A while ago I watched a super interesting talk about the history of character encodings (https://www.youtube.com/watch?v=gd5uJ7Nlvvo) and I was intrigued by the fact that ASCII characters are not positioned randomly on the table, but they're placed in such a way that they have a convenient bit pattern for the kinds of operations that you would do on them (go to 15:00 in the talk to understand better).
Today I tried to implement some of the functions in ctype.h
to see if they would be faster than the ones that I see most often. So for example, instead of writing this:
int to_digit(char c) { return (c - '0'); }
I wrote this:
int to_digit(char c) { return (c & 0x0F); }
And instead of this:
bool is_digit(char c) { return (c >= '0') && (c <= '9'); }
I wrote this:
bool is_digit(char c) { return (c ^ 0x30) < 0xA; }
I benchmarked these and found out that most are actually faster, while some of them are slower. This is the complete code for the functions:
/* Most obvious implementation */ char to_upper_v1(char c) { return (c - 32); } char to_lower_v1(char c) { return (c + 32); } int to_digit_v1(char c) { return (c - '0'); } char to_char_v1(int i) { return (char) (i + '0'); } bool is_digit_v1(char c) { return (c >= '0') && (c <= '9'); } bool is_alpha_v1(char c) { return ((c >= 'A' && c <= 'Z') || (c >= 'a' && c <= 'z')); } bool is_lower_v1(char c) { return (c >= 'a' && c <= 'z'); } bool is_upper_v1(char c) { return (c >= 'A' && c <= 'Z'); } /* Less obvious implementation */ char to_upper_v2(char c) { return (c & 0xDF); } char to_lower_v2(char c) { return (c | 0x20); } int to_digit_v2(char c) { return (c & 0x0F); } char to_char_v2(int i) { return (char) (i | 0x30); } bool is_digit_v2(char c) { return (c ^ 0x30) < 0xA; } bool is_alpha_v2(char c) { return ((c ^ 0x40) - 1) < 0x5B; } bool is_lower_v2(char c) { return ((c ^ 0x60) - 1U) < 0x1A; } bool is_upper_v2(char c) { return ((c ^ 0x40) - 1U) < 0x1A; }
These are the results (a billion calls, compiled with MSVC on -O2):
to_upper_v1 = 59.19 sec to_upper_v2 = 56.17 sec (+ 5.08 %) is_digit_v1 = 71.47 sec is_digit_v2 = 56.91 sec (+20.37 %) is_alpha_v1 = 122.46 sec is_alpha_v2 = 83.24 sec (+32.02 %) is_lower_v1 = 65.07 sec is_lower_v2 = 83.24 sec (-27.9 %) is_upper_v1 = 65.88 sec is_upper_v2 = 82.04 sec (-27.9 %)
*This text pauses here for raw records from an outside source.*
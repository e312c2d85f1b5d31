//! Terminal capability detection
//!
//! Decides once per run whether output may use color and Unicode glyphs,
//! how wide boxes may grow, and which CI system (if any) is reading.

use is_terminal::IsTerminal;

/// Columns assumed when the terminal size is unknown (pipes, CI logs)
const FALLBACK_WIDTH: u16 = 80;

/// CI systems recognised by their marker variable, most specific first
const CI_MARKERS: &[(&str, CiProvider)] = &[
    ("GITHUB_ACTIONS", CiProvider::GitHubActions),
    ("GITLAB_CI", CiProvider::Other),
    ("JENKINS_HOME", CiProvider::Other),
    ("BUILDKITE", CiProvider::Other),
    ("CIRCLECI", CiProvider::Other),
    ("TEAMCITY_VERSION", CiProvider::Other),
    ("CI", CiProvider::Other),
];

/// Locale variables in POSIX precedence order
const LOCALE_VARS: &[&str] = &["LC_ALL", "LC_CTYPE", "LANG"];

#[derive(Debug, Clone, Copy, PartialEq, Eq)]
pub enum CiProvider {
    /// Understands `::warning` / `::error` workflow commands
    GitHubActions,
    Other,
}

#[derive(Debug, Clone, Copy, PartialEq, Eq)]
pub struct TerminalCapabilities {
    pub is_tty: bool,
    pub supports_color: bool,
    pub supports_unicode: bool,
    pub ci: Option<CiProvider>,
    pub width: u16,
}

impl TerminalCapabilities {
    pub fn is_ci(&self) -> bool {
        self.ci.is_some()
    }

    pub fn is_github_actions(&self) -> bool {
        self.ci == Some(CiProvider::GitHubActions)
    }
}

pub fn detect_capabilities() -> TerminalCapabilities {
    detect_with(
        |key| std::env::var(key).ok(),
        std::io::stdout().is_terminal(),
        crossterm::terminal::size().ok().map(|(columns, _)| columns),
    )
}

fn detect_with(
    get_env: impl Fn(&str) -> Option<String>,
    is_tty: bool,
    columns: Option<u16>,
) -> TerminalCapabilities {
    let dumb = get_env("TERM").is_some_and(|term| term.eq_ignore_ascii_case("dumb"));
    let ci = CI_MARKERS
        .iter()
        .find(|&&(var, _)| get_env(var).is_some())
        .map(|&(_, provider)| provider);

    TerminalCapabilities {
        is_tty,
        supports_color: is_tty && !dumb && get_env("NO_COLOR").is_none(),
        supports_unicode: !dumb && locale_allows_unicode(&get_env),
        ci,
        width: columns.filter(|c| *c > 0).unwrap_or(FALLBACK_WIDTH),
    }
}

/// Lesson dates carry Hangul, so only an explicit C/POSIX locale opts out.
fn locale_allows_unicode(get_env: &impl Fn(&str) -> Option<String>) -> bool {
    let locale = LOCALE_VARS
        .iter()
        .find_map(|var| get_env(var).filter(|value| !value.is_empty()));

    match locale {
        Some(locale) => !(locale.eq_ignore_ascii_case("c") || locale.eq_ignore_ascii_case("posix")),
        None => true,
    }
}
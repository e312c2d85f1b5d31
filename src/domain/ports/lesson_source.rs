//! LessonSource port
//!
//! Produces the ordered lesson log that the checker consumes.

use std::path::Path;

use crate::domain::entities::LessonRecord;
use crate::error::KidariResult;

pub trait LessonSource: Send + Sync {
    /// Load lessons in their original chronological order.
    fn load_lessons(&self, path: &Path) -> KidariResult<Vec<LessonRecord>>;
}
use crate::ui::primitives::icon::Icon;
use crate::ui::primitives::text::ColoredText;
use crate::ui::widgets::r#box::{Box, BoxStyle};

#[derive(Debug, Clone)]
pub struct ResultSummary {
    title: String,
    success: bool,
    stats: Vec<(String, usize)>,
    infos: Vec<String>,
    warnings: Vec<String>,
    next_step: Option<String>,
}

impl ResultSummary {
    fn new(title: impl Into<String>, success: bool) -> Self {
        Self {
            title: title.into(),
            success,
            stats: Vec::new(),
            infos: Vec::new(),
            warnings: Vec::new(),
            next_step: None,
        }
    }

    pub fn success(title: impl Into<String>) -> Self {
        Self::new(title, true)
    }

    pub fn failure(title: impl Into<String>) -> Self {
        Self::new(title, false)
    }

    pub fn add_stat(&mut self, label: impl Into<String>, count: usize) {
        self.stats.push((label.into(), count));
    }

    /// Add an informational message (shown with success icon)
    pub fn add_info(&mut self, message: impl Into<String>) {
        self.infos.push(message.into());
    }

    pub fn add_warning(&mut self, message: impl Into<String>) {
        self.warnings.push(message.into());
    }

    pub fn with_next_step(&mut self, hint: impl Into<String>) {
        self.next_step = Some(hint.into());
    }

    pub fn render(&self, supports_color: bool, supports_unicode: bool) -> String {
        let (style, icon, title) = if self.success {
            (
                BoxStyle::Success,
                Icon::Success,
                ColoredText::success(self.title.as_str()),
            )
        } else {
            (
                BoxStyle::Error,
                Icon::Error,
                ColoredText::error(self.title.as_str()),
            )
        };

        let header = format!(
            "{} {}",
            icon.colored(supports_color, supports_unicode),
            title.bold().render(supports_color)
        );

        let mut b = Box::with_title(header).style(style);
        b.add_empty();

        let count_width = self
            .stats
            .iter()
            .map(|(_, count)| count.to_string().len())
            .max()
            .unwrap_or(0);
        for (label, count) in &self.stats {
            b.add_line(format!("{:>width$} {}", count, label, width = count_width));
        }

        if !self.infos.is_empty() {
            b.add_empty();
            for info in &self.infos {
                b.add_line(format!(
                    "{} {}",
                    Icon::Success.colored(supports_color, supports_unicode),
                    info
                ));
            }
        }

        if !self.warnings.is_empty() {
            b.add_empty();
            for warning in &self.warnings {
                b.add_line(format!(
                    "{} {}",
                    Icon::Warning.colored(supports_color, supports_unicode),
                    warning
                ));
            }
        }

        if let Some(next_step) = &self.next_step {
            b.add_empty();
            b.add_line(format!(
                "{} {} {}",
                Icon::Arrow.colored(supports_color, supports_unicode),
                ColoredText::dim("Next:").render(supports_color),
                next_step
            ));
        }

        b.render(supports_color, supports_unicode)
    }
}
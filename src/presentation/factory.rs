//! Use Case Factory
//!
//! Creates use cases with infrastructure dependencies wired up.
//! This is the dependency injection point for the application.

use crate::application::AuditUseCase;
use crate::infrastructure::{JsonLessonSource, SpreadsheetScheduleSource};

/// Type alias for the concrete AuditUseCase with all dependencies
pub type ConcreteAuditUseCase = AuditUseCase<JsonLessonSource, SpreadsheetScheduleSource>;

/// Create an audit use case reading lesson JSON and spreadsheet exports
pub fn create_audit_use_case() -> ConcreteAuditUseCase {
    AuditUseCase::new(JsonLessonSource::new(), SpreadsheetScheduleSource::new())
}

#[cfg(test)]
mod tests {
    use super::*;
    use crate::application::AuditOptions;
    use std::fs;
    use tempfile::tempdir;

    #[test]
    fn factory_use_case_reads_real_files() {
        let dir = tempdir().unwrap();
        let lessons = dir.path().join("lessons.json");
        fs::write(
            &lessons,
            r#"[{"date": "a", "startTime": "9:00", "endTime": "9:30", "duration": 30}]"#,
        )
        .unwrap();

        let outcome = create_audit_use_case()
            .execute(&AuditOptions::new(&lessons))
            .unwrap();
        assert_eq!(outcome.report.duration_issues.len(), 1);
    }
}
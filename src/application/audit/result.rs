//! Audit Result

use crate::domain::services::ViolationReport;

/// Outcome of one audit run
#[derive(Debug, Clone, PartialEq, Eq)]
pub struct AuditOutcome {
    pub report: ViolationReport,
    /// Approved duty blocks loaded across all duty files
    pub duty_schedules: usize,
    /// Approved trips loaded across all trip files
    pub trip_schedules: usize,
    /// Lessons without a readable `fullDate`, checked for duration only
    pub undated_lessons: usize,
}

impl AuditOutcome {
    pub fn is_success(&self) -> bool {
        !self.report.has_violations()
    }
}
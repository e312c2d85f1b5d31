//! Layout of a tabular schedule export

use serde::{Deserialize, Serialize};

use super::ConflictKind;

/// Which official export a spreadsheet came from.
///
/// The two exports put the period, label and approval state in different
/// columns and write dates with different separators.
#[derive(Debug, Clone, Copy, PartialEq, Eq, Hash, Serialize, Deserialize)]
#[serde(rename_all = "lowercase")]
pub enum ScheduleLayout {
    /// Work-status (duty) list
    Duty,
    /// Business-trip list
    Trip,
}

impl ScheduleLayout {
    /// Fewest cells a data row must have to be read
    pub fn min_columns(&self) -> usize {
        match self {
            ScheduleLayout::Duty => 10,
            ScheduleLayout::Trip => 12,
        }
    }

    /// Conflict kind raised by schedules of this layout
    pub fn conflict_kind(&self) -> ConflictKind {
        match self {
            ScheduleLayout::Duty => ConflictKind::Duty,
            ScheduleLayout::Trip => ConflictKind::BusinessTrip,
        }
    }
}

impl std::fmt::Display for ScheduleLayout {
    fn fmt(&self, f: &mut std::fmt::Formatter<'_>) -> std::fmt::Result {
        match self {
            ScheduleLayout::Duty => write!(f, "duty"),
            ScheduleLayout::Trip => write!(f, "trip"),
        }
    }
}
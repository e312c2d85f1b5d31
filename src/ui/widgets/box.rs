use std::borrow::Cow;

use crossterm::style::Stylize;
use unicode_width::{UnicodeWidthChar, UnicodeWidthStr};

use crate::ui::primitives::border::BorderChar;
use crate::ui::theme;

#[derive(Debug, Clone, Copy, PartialEq, Eq, Default)]
pub enum BoxStyle {
    #[default]
    Info,
    Success,
    Warning,
    Error,
}

/// Narrowest text column a width limit may force
const MIN_TEXT_WIDTH: usize = 16;

#[derive(Debug, Default, Clone)]
pub struct Box {
    title: Option<String>,
    content: Vec<String>,
    style: BoxStyle,
    max_width: Option<usize>,
}

impl Box {
    pub fn with_title(title: impl Into<String>) -> Self {
        Self {
            title: Some(title.into()),
            ..Self::default()
        }
    }

    pub fn style(mut self, style: BoxStyle) -> Self {
        self.style = style;
        self
    }

    /// Wrap text so the box, borders included, fits in `columns`.
    pub fn max_width(mut self, columns: usize) -> Self {
        self.max_width = Some(columns);
        self
    }

    pub fn add_line(&mut self, line: impl Into<String>) {
        let line = line.into();
        for part in line.lines() {
            self.content.push(part.to_string());
        }
    }

    pub fn add_empty(&mut self) {
        self.content.push(String::new());
    }

    pub fn render(&self, supports_color: bool, supports_unicode: bool) -> String {
        let limit = self
            .max_width
            .map(|columns| columns.saturating_sub(4).max(MIN_TEXT_WIDTH));
        let lines: Vec<Cow<'_, str>> = self
            .title
            .iter()
            .chain(&self.content)
            .flat_map(|line| match limit {
                Some(limit) => wrap(line, limit),
                None => vec![Cow::Borrowed(line.as_str())],
            })
            .collect();

        // One space of padding on each side.
        let inner_width = lines
            .iter()
            .map(|l| visible_width(l))
            .max()
            .unwrap_or(0)
            .saturating_add(2)
            .max(2);

        let border = |s: &str| color_border(s, supports_color, self.style);
        let h = BorderChar::Horizontal.render(supports_unicode);
        let v = BorderChar::Vertical.render(supports_unicode);

        let mut out = String::new();
        out.push_str(&border(&format!(
            "{}{}{}",
            BorderChar::TopLeft.render(supports_unicode),
            h.repeat(inner_width),
            BorderChar::TopRight.render(supports_unicode)
        )));
        out.push('\n');

        for line in &lines {
            let pad = inner_width - 1 - visible_width(line);
            out.push_str(&border(v));
            out.push(' ');
            out.push_str(line);
            out.push_str(&" ".repeat(pad));
            out.push_str(&border(v));
            out.push('\n');
        }

        out.push_str(&border(&format!(
            "{}{}{}",
            BorderChar::BottomLeft.render(supports_unicode),
            h.repeat(inner_width),
            BorderChar::BottomRight.render(supports_unicode)
        )));
        out.push('\n');
        out
    }
}

/// Greedy wrap on spaces by display width; longer words (paths) are split.
/// Styled lines are left whole.
fn wrap(line: &str, limit: usize) -> Vec<Cow<'_, str>> {
    if line.contains('\u{1b}') || line.width() <= limit {
        return vec![Cow::Borrowed(line)];
    }

    let mut rows = Vec::new();
    let mut row = String::new();
    let mut row_width = 0;
    for word in line.split(' ') {
        if row_width > 0 && row_width + 1 + word.width() > limit {
            rows.push(Cow::Owned(std::mem::take(&mut row)));
            row_width = 0;
        }
        if row_width > 0 {
            row.push(' ');
            row_width += 1;
        }
        for c in word.chars() {
            let width = c.width().unwrap_or(0);
            if row_width > 0 && row_width + width > limit {
                rows.push(Cow::Owned(std::mem::take(&mut row)));
                row_width = 0;
            }
            row.push(c);
            row_width += width;
        }
    }
    rows.push(Cow::Owned(row));
    rows
}

fn color_border(s: &str, supports_color: bool, style: BoxStyle) -> String {
    if !supports_color {
        return s.to_string();
    }

    let color = match style {
        BoxStyle::Info => theme::colors::INFO,
        BoxStyle::Success => theme::colors::SUCCESS,
        BoxStyle::Warning => theme::colors::WARNING,
        BoxStyle::Error => theme::colors::ERROR,
    };
    format!("{}", s.with(color))
}

/// Display columns, ignoring ANSI escapes; Hangul counts as two.
pub fn visible_width(s: &str) -> usize {
    strip_ansi(s).width()
}

fn strip_ansi(s: &str) -> Cow<'_, str> {
    if !s.contains('\u{1b}') {
        return Cow::Borrowed(s);
    }

    let mut out = String::with_capacity(s.len());
    let mut chars = s.chars().peekable();
    while let Some(c) = chars.next() {
        if c == '\u{1b}' {
            // ESC [ ... <final>
            if matches!(chars.peek(), Some('[') | Some(']')) {
                let _ = chars.next();
            }
            for next in chars.by_ref() {
                if next.is_ascii_alphabetic() {
                    break;
                }
            }
            continue;
        }
        out.push(c);
    }

    Cow::Owned(out)
}
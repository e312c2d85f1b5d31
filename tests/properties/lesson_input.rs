//! Property tests for lesson-log ingestion.

use proptest::prelude::*;

use kidari::infrastructure::lessons::parse_lessons;
use kidari::{LessonDate, TimeOfDay};

proptest! {
    #![proptest_config(ProptestConfig {
        cases: 64,
        .. ProptestConfig::default()
    })]

    /// PROPERTY: `LessonDate::normalize` never panics on arbitrary text.
    #[test]
    fn property_full_date_normalize_never_panics(text in "(?s).{0,64}") {
        let _ = LessonDate::Text(text).normalize();
    }

    /// PROPERTY: ISO calendar dates always normalize to themselves.
    #[test]
    fn property_iso_dates_normalize(y in 2000i32..2100, m in 1u32..=12, d in 1u32..=28) {
        let text = format!("{y:04}-{m:02}-{d:02}");
        let expected = chrono::NaiveDate::from_ymd_opt(y, m, d).unwrap();
        prop_assert_eq!(LessonDate::Text(text).normalize(), Some(expected));
    }

    /// PROPERTY: every H:MM clock time in the day parses and keeps its text.
    #[test]
    fn property_clock_times_parse(hour in 0u16..24, minute in 0u16..60) {
        let text = format!("{hour}:{minute:02}");
        let time: TimeOfDay = text.parse().unwrap();
        prop_assert_eq!(time.as_str(), text.as_str());
        prop_assert_eq!(time.minutes_since_midnight(), hour * 60 + minute);
    }

    /// PROPERTY: `parse_lessons` never panics on arbitrary replies.
    #[test]
    fn property_parse_lessons_never_panics(content in "(?s).{0,256}") {
        let _ = parse_lessons(&content, std::path::Path::new("reply.txt"));
    }
}
pub mod r#box;
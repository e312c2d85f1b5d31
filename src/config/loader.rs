//! Configuration loading

use std::fs;
use std::io::Write;
use std::path::{Path, PathBuf};

use crate::error::{KidariError, KidariResult};

use super::env_validator::{closest_match, EnvVarValidator};
use super::types::{ColorMode, Config};

pub use crate::domain::value_objects::ConfigWarning;

/// Project config file, looked up in the working directory
pub const PROJECT_CONFIG_FILE: &str = "kidari.toml";

/// Overrides the platform config directory (used for test isolation).
pub const KIDARI_CONFIG_DIR_VAR: &str = "KIDARI_CONFIG_DIR";

pub const ENV_MIN_SESSION: &str = "KIDARI_MIN_SESSION_MINUTES";
pub const ENV_MIN_CONSECUTIVE: &str = "KIDARI_MIN_CONSECUTIVE_MINUTES";
pub const ENV_COLOR: &str = "KIDARI_COLOR";

/// Load configuration and collect non-fatal warnings (e.g. unknown keys).
pub fn load_with_warnings(path: &Path) -> KidariResult<(Config, Vec<ConfigWarning>)> {
    let content = fs::read_to_string(path)?;

    let mut unknown_paths: Vec<String> = Vec::new();
    let deserializer = toml::de::Deserializer::new(&content);

    let config: Config = serde_ignored::deserialize(deserializer, |p| {
        unknown_paths.push(p.to_string());
    })
    .map_err(|e| KidariError::InvalidConfig {
        file: path.to_path_buf(),
        message: e.to_string(),
    })?;

    let warnings = unknown_paths
        .into_iter()
        .map(|path_str| {
            let key = path_str
                .split('.')
                .next_back()
                .unwrap_or(path_str.as_str())
                .to_string();
            ConfigWarning {
                key: key.clone(),
                file: path.to_path_buf(),
                line: find_line_number(&content, &key),
                suggestion: suggest_key(&key),
            }
        })
        .collect();

    Ok((config, warnings))
}

/// Project config, else user config, else defaults; env overrides applied last.
pub fn discover(project_root: Option<&Path>) -> KidariResult<(Config, Vec<ConfigWarning>)> {
    let candidates = config_candidates(project_root, kidari_config_dir());

    for path in candidates {
        if path.is_file() {
            tracing::debug!(file = %path.display(), "loading config");
            let (config, warnings) = load_with_warnings(&path)?;
            return Ok((with_env_overrides(config), warnings));
        }
    }

    Ok((with_env_overrides(Config::default()), Vec::new()))
}

/// Load from project config, user config, or defaults
pub fn load_or_default(project_root: Option<&Path>) -> Config {
    match discover(project_root) {
        Ok((config, _)) => config,
        Err(err) => {
            tracing::warn!(error = %err, "ignoring unreadable config");
            with_env_overrides(Config::default())
        }
    }
}

/// Apply environment variable overrides (KIDARI_* prefix)
pub fn with_env_overrides(config: Config) -> Config {
    apply_env_overrides(config, |key| std::env::var(key).ok(), &mut std::io::stderr())
}

pub(crate) fn apply_env_overrides<W: Write>(
    mut config: Config,
    get_env: impl Fn(&str) -> Option<String>,
    writer: &mut W,
) -> Config {
    let policy = &mut config.policy;

    if let Some(value) = get_env(ENV_MIN_SESSION) {
        policy.min_session_minutes = EnvVarValidator::minutes(ENV_MIN_SESSION).minutes_or(
            &value,
            policy.min_session_minutes,
            writer,
        );
    }

    if let Some(value) = get_env(ENV_MIN_CONSECUTIVE) {
        policy.min_consecutive_minutes = EnvVarValidator::minutes(ENV_MIN_CONSECUTIVE)
            .minutes_or(&value, policy.min_consecutive_minutes, writer);
    }

    if let Some(value) = get_env(ENV_COLOR) {
        config.output.color = EnvVarValidator::keyword(ENV_COLOR, ColorMode::KEYWORDS)
            .keyword_or(&value, ColorMode::parse, config.output.color, writer);
    }

    config
}

/// Config file paths in precedence order
fn config_candidates(project_root: Option<&Path>, config_dir: Option<PathBuf>) -> Vec<PathBuf> {
    let mut candidates = Vec::new();
    if let Some(root) = project_root {
        candidates.push(root.join(PROJECT_CONFIG_FILE));
    }
    if let Some(dir) = config_dir {
        candidates.push(dir.join("kidari").join("config.toml"));
    }
    candidates
}

/// Platform config directory, overridable for tests
fn kidari_config_dir() -> Option<PathBuf> {
    std::env::var(KIDARI_CONFIG_DIR_VAR)
        .ok()
        .map(PathBuf::from)
        .or_else(dirs::config_dir)
}

fn find_line_number(content: &str, needle: &str) -> Option<usize> {
    content
        .lines()
        .position(|line| line.contains(needle))
        .map(|i| i + 1)
}

fn suggest_key(unknown: &str) -> Option<String> {
    const CANDIDATES: &[&str] = &[
        "policy",
        "min_session_minutes",
        "min_consecutive_minutes",
        "output",
        "color",
        "unicode",
    ];

    closest_match(unknown, CANDIDATES)
        .filter(|(_, dist)| *dist <= 2)
        .map(|(candidate, _)| candidate.to_string())
}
(Note I didn't include the results for to_lower, to_digit and to_char because they're identical to the ones for to_upper.)
I'm still kind of a noob programmer and this is my first time doing benchmarks of some code so I might have made a mistake somewhere, but looking at the instruction count these results seem to make sense - faster functions are the ones with the least amount of instructions.
I know this isn't anything groundbreaking, but I though it could be interesting and something that isn't looked at very often.
EDIT: I realized as soon as I turned off my PC that I only checked that they work on printable ASCII characters, so maybe they're not as useful as I thought. But hey, that doesn't mean that there can't be a better way to write those functions that works on all characters - and if there can't be, well, it has been a good exercise.